### PROBLEM
State how many lines in the listing below include the string "train". The answer is the number alone.

### GIVEN INFORMATION
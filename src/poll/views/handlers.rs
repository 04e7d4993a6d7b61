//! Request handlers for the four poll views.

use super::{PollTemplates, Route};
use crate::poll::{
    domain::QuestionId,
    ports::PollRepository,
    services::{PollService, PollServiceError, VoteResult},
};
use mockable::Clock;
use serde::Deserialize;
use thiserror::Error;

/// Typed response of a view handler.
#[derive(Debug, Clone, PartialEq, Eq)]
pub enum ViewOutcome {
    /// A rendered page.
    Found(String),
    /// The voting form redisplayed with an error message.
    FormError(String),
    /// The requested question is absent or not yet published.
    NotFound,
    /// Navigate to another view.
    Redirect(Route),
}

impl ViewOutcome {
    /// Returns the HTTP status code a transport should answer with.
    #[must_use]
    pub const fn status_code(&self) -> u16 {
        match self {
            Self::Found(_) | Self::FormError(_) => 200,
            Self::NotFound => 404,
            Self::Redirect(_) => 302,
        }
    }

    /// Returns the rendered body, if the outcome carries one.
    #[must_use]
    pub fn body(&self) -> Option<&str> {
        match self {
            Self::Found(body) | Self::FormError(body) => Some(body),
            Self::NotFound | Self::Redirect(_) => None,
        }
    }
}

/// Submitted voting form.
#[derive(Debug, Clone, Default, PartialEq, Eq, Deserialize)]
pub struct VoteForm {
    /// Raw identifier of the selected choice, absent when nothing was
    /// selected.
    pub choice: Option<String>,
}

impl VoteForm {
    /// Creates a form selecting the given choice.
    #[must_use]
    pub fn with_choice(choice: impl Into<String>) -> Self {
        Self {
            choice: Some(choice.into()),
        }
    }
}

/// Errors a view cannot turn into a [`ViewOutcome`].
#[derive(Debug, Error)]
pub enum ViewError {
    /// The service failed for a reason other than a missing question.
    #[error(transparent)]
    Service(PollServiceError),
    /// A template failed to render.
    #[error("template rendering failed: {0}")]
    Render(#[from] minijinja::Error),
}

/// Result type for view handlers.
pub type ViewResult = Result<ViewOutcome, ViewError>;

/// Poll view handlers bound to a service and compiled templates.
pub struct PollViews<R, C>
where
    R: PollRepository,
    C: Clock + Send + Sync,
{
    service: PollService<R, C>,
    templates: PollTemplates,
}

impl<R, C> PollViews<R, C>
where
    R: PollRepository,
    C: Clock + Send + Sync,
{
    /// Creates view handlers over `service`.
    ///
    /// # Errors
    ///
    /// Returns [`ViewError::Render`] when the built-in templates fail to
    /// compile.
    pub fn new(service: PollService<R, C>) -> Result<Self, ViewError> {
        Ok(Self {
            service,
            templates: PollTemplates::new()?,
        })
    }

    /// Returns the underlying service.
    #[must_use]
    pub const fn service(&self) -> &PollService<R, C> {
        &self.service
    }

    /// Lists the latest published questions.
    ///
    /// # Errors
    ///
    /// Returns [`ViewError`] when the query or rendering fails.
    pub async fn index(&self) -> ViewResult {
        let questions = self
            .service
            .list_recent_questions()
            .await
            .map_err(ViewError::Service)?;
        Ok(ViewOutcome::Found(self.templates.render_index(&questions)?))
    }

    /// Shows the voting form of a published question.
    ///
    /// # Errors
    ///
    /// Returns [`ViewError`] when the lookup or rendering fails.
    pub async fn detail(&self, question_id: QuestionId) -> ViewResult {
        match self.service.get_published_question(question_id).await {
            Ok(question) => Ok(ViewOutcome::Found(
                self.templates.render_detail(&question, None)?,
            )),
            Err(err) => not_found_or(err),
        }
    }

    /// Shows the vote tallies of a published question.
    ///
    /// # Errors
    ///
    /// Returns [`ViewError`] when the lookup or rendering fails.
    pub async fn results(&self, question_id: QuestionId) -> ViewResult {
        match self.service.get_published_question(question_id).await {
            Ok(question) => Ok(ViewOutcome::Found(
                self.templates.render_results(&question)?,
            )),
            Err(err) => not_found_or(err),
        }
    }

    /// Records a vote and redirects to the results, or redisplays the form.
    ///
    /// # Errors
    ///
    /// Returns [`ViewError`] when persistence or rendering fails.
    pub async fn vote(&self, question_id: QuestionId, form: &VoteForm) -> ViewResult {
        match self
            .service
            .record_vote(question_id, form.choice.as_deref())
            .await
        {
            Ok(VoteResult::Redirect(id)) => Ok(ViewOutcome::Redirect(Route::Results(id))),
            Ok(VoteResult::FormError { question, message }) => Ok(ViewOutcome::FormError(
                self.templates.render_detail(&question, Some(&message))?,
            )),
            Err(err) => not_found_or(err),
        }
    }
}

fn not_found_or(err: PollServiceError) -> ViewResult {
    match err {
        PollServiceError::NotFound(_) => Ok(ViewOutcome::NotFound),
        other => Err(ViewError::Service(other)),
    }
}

...

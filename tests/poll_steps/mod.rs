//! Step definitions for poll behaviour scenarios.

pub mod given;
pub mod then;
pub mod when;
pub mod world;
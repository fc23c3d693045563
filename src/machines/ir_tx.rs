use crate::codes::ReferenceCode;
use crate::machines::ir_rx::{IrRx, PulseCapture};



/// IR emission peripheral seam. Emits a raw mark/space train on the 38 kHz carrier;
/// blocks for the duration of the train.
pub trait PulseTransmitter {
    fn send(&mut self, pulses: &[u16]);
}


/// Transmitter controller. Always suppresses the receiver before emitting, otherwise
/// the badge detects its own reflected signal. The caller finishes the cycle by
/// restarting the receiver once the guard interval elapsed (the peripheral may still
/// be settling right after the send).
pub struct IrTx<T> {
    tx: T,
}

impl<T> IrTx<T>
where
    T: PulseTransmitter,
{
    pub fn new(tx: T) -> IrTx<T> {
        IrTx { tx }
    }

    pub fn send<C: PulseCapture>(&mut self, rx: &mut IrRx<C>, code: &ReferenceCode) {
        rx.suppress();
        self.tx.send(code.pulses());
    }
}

### OUTPUT BELOW
2